=== Section Start ===
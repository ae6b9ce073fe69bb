use serde::{Deserialize, Serialize};
use std::fs;
use std::path::Path;

use crate::paths;

/// Root configuration structure for shx.json
#[derive(Debug, Clone, Serialize, Deserialize, Default, PartialEq)]
pub struct ShxConfig {
    #[serde(default)]
    pub defaults: Defaults,
}

/// All configurable defaults that can be overridden via shx.json
#[derive(Debug, Clone, Serialize, Deserialize, Default, PartialEq)]
pub struct Defaults {
    #[serde(default)]
    pub dialog: DialogConfig,

    #[serde(default)]
    pub session: SessionConfig,
}

/// Which native dialog helper `popup` drives
#[derive(Debug, Clone, Serialize, Deserialize, PartialEq)]
pub struct DialogConfig {
    #[serde(default = "default_dialog_backend")]
    pub backend: String,
}

impl Default for DialogConfig {
    fn default() -> Self {
        Self {
            backend: default_dialog_backend(),
        }
    }
}

/// How `reload` decides whether it may restart, and what it starts
#[derive(Debug, Clone, Serialize, Deserialize, PartialEq)]
pub struct SessionConfig {
    /// Shell program to start. Falls back to $SHELL (or %COMSPEC%) when unset.
    #[serde(default, skip_serializing_if = "Option::is_none")]
    pub shell: Option<String>,

    #[serde(default = "default_shell_args")]
    pub args: Vec<String>,

    /// `NAME` or `NAME=value` environment entries that mark an embedded host.
    #[serde(default = "default_embedded_markers")]
    pub embedded_markers: Vec<String>,
}

impl Default for SessionConfig {
    fn default() -> Self {
        Self {
            shell: None,
            args: default_shell_args(),
            embedded_markers: default_embedded_markers(),
        }
    }
}

// =============================================================================
// Default value functions
// =============================================================================

fn default_dialog_backend() -> String {
    "auto".to_string()
}

fn default_shell_args() -> Vec<String> {
    if cfg!(windows) {
        Vec::new()
    } else {
        vec!["-l".to_string()]
    }
}

fn default_embedded_markers() -> Vec<String> {
    vec![
        "INSIDE_EMACS".to_string(),
        "VSCODE_PID".to_string(),
        "TERM_PROGRAM=vscode".to_string(),
    ]
}

// =============================================================================
// Loading functions
// =============================================================================

/// Load defaults, merging file config with built-in defaults.
/// If shx.json is missing or invalid, silently returns built-in defaults.
pub fn load_defaults() -> Defaults {
    load_config().defaults
}

/// Load the full shx.json config, falling back to defaults on any error.
pub fn load_config() -> ShxConfig {
    paths::shx_json()
        .and_then(|path| load_config_from(&path))
        .unwrap_or_default()
}

/// Load config from a specific file.
pub fn load_config_from(path: &Path) -> crate::Result<ShxConfig> {
    if !path.exists() {
        return Err(crate::Error::other(format!(
            "{} not found",
            path.display()
        )));
    }

    let content = fs::read_to_string(path).map_err(|e| {
        crate::Error::internal_io(e.to_string(), Some(format!("read {}", path.display())))
    })?;

    serde_json::from_str(&content)
        .map_err(|e| crate::Error::config_invalid_json(path.display().to_string(), e))
}

/// Save config to shx.json file (creates if missing).
pub fn save_config(config: &ShxConfig) -> crate::Result<()> {
    save_config_to(&paths::shx_json()?, config)
}

pub fn save_config_to(path: &Path, config: &ShxConfig) -> crate::Result<()> {
    if let Some(parent) = path.parent() {
        fs::create_dir_all(parent).map_err(|e| {
            crate::Error::internal_io(e.to_string(), Some(format!("create {}", parent.display())))
        })?;
    }

    let content = serde_json::to_string_pretty(config).map_err(|e| {
        crate::Error::internal_json(e.to_string(), Some("serialize shx.json".to_string()))
    })?;

    fs::write(path, content).map_err(|e| {
        crate::Error::internal_io(e.to_string(), Some(format!("write {}", path.display())))
    })?;

    Ok(())
}

/// Check if shx.json file exists
pub fn config_exists() -> bool {
    paths::shx_json().map(|p| p.exists()).unwrap_or(false)
}

/// Delete shx.json file (reset to defaults)
pub fn reset_config() -> crate::Result<bool> {
    let path = paths::shx_json()?;

    if path.exists() {
        fs::remove_file(&path).map_err(|e| {
            crate::Error::internal_io(e.to_string(), Some(format!("delete {}", path.display())))
        })?;
        Ok(true)
    } else {
        Ok(false)
    }
}

/// Get the path to shx.json (for display purposes)
pub fn config_path() -> crate::Result<String> {
    Ok(paths::shx_json()?.display().to_string())
}

/// Get built-in defaults (ignoring any file config)
pub fn builtin_defaults() -> Defaults {
    Defaults::default()
}
//! Yes/no prompt.
//!
//! The answer is tri-state: `Some(true)`, `Some(false)`, or `None` when the
//! reply matched neither token set. `None` is a normal outcome, not an error,
//! and the prompt is never repeated.

use std::io::{self, BufRead, Write};

use crate::error::{Error, Result};

/// Prompt shown when the caller does not supply one.
pub const DEFAULT_PROMPT: &str = "Are you sure? [y/n] ";

const AFFIRMATIVE: &[&str] = &["y", "yes"];
const NEGATIVE: &[&str] = &["n", "no"];

/// Map a reply to an answer. Trimmed, case-insensitive.
pub fn parse_answer(reply: &str) -> Option<bool> {
    let reply = reply.trim();
    if AFFIRMATIVE.iter().any(|t| reply.eq_ignore_ascii_case(t)) {
        Some(true)
    } else if NEGATIVE.iter().any(|t| reply.eq_ignore_ascii_case(t)) {
        Some(false)
    } else {
        None
    }
}

/// Write the prompt to `output`, read one line from `input`, and map it.
///
/// End of input reads as an empty reply and yields `None`.
pub fn confirm<R, W>(prompt: Option<&str>, input: &mut R, output: &mut W) -> Result<Option<bool>>
where
    R: BufRead,
    W: Write,
{
    let prompt = prompt.unwrap_or(DEFAULT_PROMPT);

    output
        .write_all(prompt.as_bytes())
        .and_then(|_| output.flush())
        .map_err(|e| Error::internal_io(e.to_string(), Some("write prompt".to_string())))?;

    // A reply that is not UTF-8 is unrecognized, not an I/O error.
    let mut line = Vec::new();
    input
        .read_until(b'\n', &mut line)
        .map_err(|e| Error::internal_io(e.to_string(), Some("read answer".to_string())))?;

    Ok(parse_answer(&String::from_utf8_lossy(&line)))
}

/// [`confirm`] over the process's stdin, prompting on stderr.
pub fn confirm_stdio(prompt: Option<&str>) -> Result<Option<bool>> {
    let stdin = io::stdin();
    let mut input = stdin.lock();
    let mut output = io::stderr();
    confirm(prompt, &mut input, &mut output)
}
use std::fmt;

use chrono::{DateTime, Local, NaiveDateTime, TimeZone};

/// `20240305T143022`: no separators, safe inside file names.
pub const BASIC_FORMAT: &str = "%Y%m%dT%H%M%S";

/// `2024-03-05T14:30:22`
pub const EXTENDED_FORMAT: &str = "%Y-%m-%dT%H:%M:%S";

/// Render the current local wall-clock time.
///
/// The clock is read on every call. Sub-second precision is dropped, so
/// successive calls never go backwards while the clock moves forward.
pub fn format_timestamp(extended: bool) -> String {
    format_at(&Local::now(), extended)
}

/// Render a given instant in one of the two fixed layouts.
pub fn format_at<Tz>(at: &DateTime<Tz>, extended: bool) -> String
where
    Tz: TimeZone,
    Tz::Offset: fmt::Display,
{
    at.format(layout(extended)).to_string()
}

/// [`format_at`] for a time with no zone attached.
pub fn format_naive(at: &NaiveDateTime, extended: bool) -> String {
    at.format(layout(extended)).to_string()
}

fn layout(extended: bool) -> &'static str {
    if extended {
        EXTENDED_FORMAT
    } else {
        BASIC_FORMAT
    }
}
=== Section End ===
EXERCISE GOAL:
If a line in the records contains the string "Option", copy it out.

PROBLEM SOLUTION:
    #[serde(default, skip_serializing_if = "Option::is_none")]
    pub shell: Option<String>,
pub fn parse_answer(reply: &str) -> Option<bool> {
pub fn confirm<R, W>(prompt: Option<&str>, input: &mut R, output: &mut W) -> Result<Option<bool>>
pub fn confirm_stdio(prompt: Option<&str>) -> Result<Option<bool>> {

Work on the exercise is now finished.